A number of studies advocate for mentoring that goes beyond emotional support and practical information to include an educative approach. This differs from programmes that are intended to fix a deficit in teacher practice or to support the teacher’s survival. Educative mentoring requires a vision of good teaching, a regard for new teachers as learners, and consideration of how to develop a principled approach to teaching in order to improve student learning (Achinstein & Barrett, 2004; Norman & Feiman-Nemser, 2005). Despite this, the OECD report found that the majority of countries take a deficit approach to mentoring, with mentors providing “on the job support” to identify and fix deficits in the novice teacher’s practice (2005, p.120)

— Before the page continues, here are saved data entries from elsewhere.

//! Task aggregate root and related task lifecycle types.

use super::{ParseDomainValueError, ProjectId, TaskId, TaskTitle, UserId};
use chrono::{DateTime, NaiveDate, Utc};
use mockable::Clock;
use serde::{Deserialize, Serialize};

/// Task progress status.
///
/// Every status may follow every other status; there is no terminal state.
#[derive(Debug, Clone, Copy, PartialEq, Eq, Hash, Serialize, Deserialize)]
#[serde(rename_all = "SCREAMING_SNAKE_CASE")]
pub enum TaskStatus {
    /// Work has not started.
    Todo,
    /// Work is under way.
    InProgress,
    /// Work is finished. Done tasks may be reopened.
    Done,
}

impl TaskStatus {
    /// All statuses, in declaration order.
    pub const ALL: [Self; 3] = [Self::Todo, Self::InProgress, Self::Done];

    /// Returns the canonical storage representation.
    #[must_use]
    pub const fn as_str(self) -> &'static str {
        match self {
            Self::Todo => "TODO",
            Self::InProgress => "IN_PROGRESS",
            Self::Done => "DONE",
        }
    }
}

impl TryFrom<&str> for TaskStatus {
    type Error = ParseDomainValueError;

    fn try_from(value: &str) -> Result<Self, Self::Error> {
        match value.trim().to_ascii_uppercase().as_str() {
            "TODO" => Ok(Self::Todo),
            "IN_PROGRESS" => Ok(Self::InProgress),
            "DONE" => Ok(Self::Done),
            _ => Err(ParseDomainValueError::new("task status", value)),
        }
    }
}

/// Task priority.
#[derive(Debug, Clone, Copy, PartialEq, Eq, Hash, Serialize, Deserialize)]
#[serde(rename_all = "SCREAMING_SNAKE_CASE")]
pub enum TaskPriority {
    /// Low priority.
    Low,
    /// Medium priority.
    Medium,
    /// High priority.
    High,
}

impl TaskPriority {
    /// Returns the canonical storage representation.
    #[must_use]
    pub const fn as_str(self) -> &'static str {
        match self {
            Self::Low => "LOW",
            Self::Medium => "MEDIUM",
            Self::High => "HIGH",
        }
    }
}

impl TryFrom<&str> for TaskPriority {
    type Error = ParseDomainValueError;

    fn try_from(value: &str) -> Result<Self, Self::Error> {
        match value.trim().to_ascii_uppercase().as_str() {
            "LOW" => Ok(Self::Low),
            "MEDIUM" => Ok(Self::Medium),
            "HIGH" => Ok(Self::High),
            _ => Err(ParseDomainValueError::new("task priority", value)),
        }
    }
}

/// Task aggregate root.
#[derive(Debug, Clone, PartialEq, Eq)]
pub struct Task {
    id: TaskId,
    title: TaskTitle,
    description: Option<String>,
    status: TaskStatus,
    priority: TaskPriority,
    due_date: Option<NaiveDate>,
    project_id: ProjectId,
    assignee_id: Option<UserId>,
    created_at: DateTime<Utc>,
    updated_at: DateTime<Utc>,
}

/// Parameter object for reconstructing a persisted task aggregate.
#[derive(Debug, Clone, PartialEq, Eq)]
pub struct PersistedTaskData {
    /// Persisted task identity.
    pub id: TaskId,
    /// Persisted title.
    pub title: TaskTitle,
    /// Persisted description, if any.
    pub description: Option<String>,
    /// Persisted status.
    pub status: TaskStatus,
    /// Persisted priority.
    pub priority: TaskPriority,
    /// Persisted due date, if any.
    pub due_date: Option<NaiveDate>,
    /// Owning project.
    pub project_id: ProjectId,
    /// Assigned user, if any.
    pub assignee_id: Option<UserId>,
    /// Persisted creation timestamp.
    pub created_at: DateTime<Utc>,
    /// Persisted update timestamp.
    pub updated_at: DateTime<Utc>,
}

/// Validated field changes for the owner-driven update path.
///
/// `None` leaves the corresponding field unchanged, except for
/// `assignee_id`, which is always written: `None` clears the assignment.
#[derive(Debug, Clone, Default, PartialEq, Eq)]
pub struct TaskDetailsChange {
    /// Replacement title.
    pub title: Option<TaskTitle>,
    /// Replacement description.
    pub description: Option<String>,
    /// Replacement status.
    pub status: Option<TaskStatus>,
    /// Replacement priority.
    pub priority: Option<TaskPriority>,
    /// Replacement due date.
    pub due_date: Option<NaiveDate>,
    /// Assignment after the update; `None` unassigns.
    pub assignee_id: Option<UserId>,
}

impl Task {
    /// Reconstructs a task from persisted storage.
    #[must_use]
    pub fn from_persisted(data: PersistedTaskData) -> Self {
        Self {
            id: data.id,
            title: data.title,
            description: data.description,
            status: data.status,
            priority: data.priority,
            due_date: data.due_date,
            project_id: data.project_id,
            assignee_id: data.assignee_id,
            created_at: data.created_at,
            updated_at: data.updated_at,
        }
    }

    /// Returns the task identity.
    #[must_use]
    pub const fn id(&self) -> TaskId {
        self.id
    }

    /// Returns the task title.
    #[must_use]
    pub const fn title(&self) -> &TaskTitle {
        &self.title
    }

    /// Returns the task description, if any.
    #[must_use]
    pub fn description(&self) -> Option<&str> {
        self.description.as_deref()
    }

    /// Returns the task status.
    #[must_use]
    pub const fn status(&self) -> TaskStatus {
        self.status
    }

    /// Returns the task priority.
    #[must_use]
    pub const fn priority(&self) -> TaskPriority {
        self.priority
    }

    /// Returns the due date, if any.
    #[must_use]
    pub const fn due_date(&self) -> Option<NaiveDate> {
        self.due_date
    }

    /// Returns the owning project's identity.
    #[must_use]
    pub const fn project_id(&self) -> ProjectId {
        self.project_id
    }

    /// Returns the assigned user's identity, if any.
    #[must_use]
    pub const fn assignee_id(&self) -> Option<UserId> {
        self.assignee_id
    }

    /// Returns the creation timestamp.
    #[must_use]
    pub const fn created_at(&self) -> DateTime<Utc> {
        self.created_at
    }

    /// Returns the latest update timestamp.
    #[must_use]
    pub const fn updated_at(&self) -> DateTime<Utc> {
        self.updated_at
    }

    /// Applies an owner-driven update.
    pub fn apply_details(&mut self, change: TaskDetailsChange, clock: &impl Clock) {
        let TaskDetailsChange {
            title,
            description,
            status,
            priority,
            due_date,
            assignee_id,
        } = change;

        if let Some(new_title) = title {
            self.title = new_title;
        }
        if description.is_some() {
            self.description = description;
        }
        if let Some(new_status) = status {
            self.status = new_status;
        }
        if let Some(new_priority) = priority {
            self.priority = new_priority;
        }
        if due_date.is_some() {
            self.due_date = due_date;
        }
        self.assignee_id = assignee_id;
        self.touch(clock);
    }

    /// Sets the status unconditionally.
    pub fn set_status(&mut self, status: TaskStatus, clock: &impl Clock) {
        self.status = status;
        self.touch(clock);
    }

    /// Updates the `updated_at` timestamp to the current clock time.
    fn touch(&mut self, clock: &impl Clock) {
        self.updated_at = clock.utc();
    }
}

/// Task awaiting an identity from the entity store.
#[derive(Debug, Clone, PartialEq, Eq)]
pub struct NewTask {
    /// Validated title.
    pub title: TaskTitle,
    /// Description, if any.
    pub description: Option<String>,
    /// Initial status.
    pub status: TaskStatus,
    /// Initial priority.
    pub priority: TaskPriority,
    /// Due date, if any.
    pub due_date: Option<NaiveDate>,
    /// Owning project.
    pub project_id: ProjectId,
    /// Assigned user, if any.
    pub assignee_id: Option<UserId>,
    /// Creation timestamp, also used as the first update timestamp.
    pub created_at: DateTime<Utc>,
}

impl NewTask {
    /// Materializes the task once the store has assigned an identity.
    #[must_use]
    pub fn into_task(self, id: TaskId) -> Task {
        Task::from_persisted(PersistedTaskData {
            id,
            title: self.title,
            description: self.description,
            status: self.status,
            priority: self.priority,
            due_date: self.due_date,
            project_id: self.project_id,
            assignee_id: self.assignee_id,
            created_at: self.created_at,
            updated_at: self.created_at,
        })
    }
}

The development of a teacher’s identity and self concept is a complex process which occurs over time. It involves interplay between students, colleagues and community in situations where conflicting and competing perspectives, beliefs and practices exist (Bullough, 1989, Flores and Day, 2006). Given the complexity of such learning and development, well planned induction, that is responsive to beginning teacher needs, is important to early career learning and professional development. While there is increasing research in the field of teacher learning, more is required to provide insight into the way beginning teachers are supported to learn and develop if meaningful induction practices are to be provided.
 

About this research


Our aim is to develop further understanding of effective induction and mentoring to inform the national policy on induction, the Education Council of Aotearoa New Zealand Guidelines for Induction and Mentoring Programmes and for Mentor Teacher Development in Aotearoa New Zealand by examining:

  • the role school leaders and mentor teachers play in translating the national induction system into school based induction programmes;
  • how provisionally registered teachers’ (PRTs) learning and development is supported by leaders, mentors and school staff during the first two years of their teaching career to meet the Registered Teacher Criteria (October 2009);
  • the understandings, attitudes and skills educative mentors require to focus PRTs’ learning on valued student outcomes;
  • the extent assessment practices (both formative and summative) affect confidence in the judgements made about the PRT’s ability to meet the Registered Teacher Criteria.

There are two main parts to the project:

  1. Professional development and intervention with principals, school leaders and mentors.
  2. Research into effective beginning teacher induction and mentoring.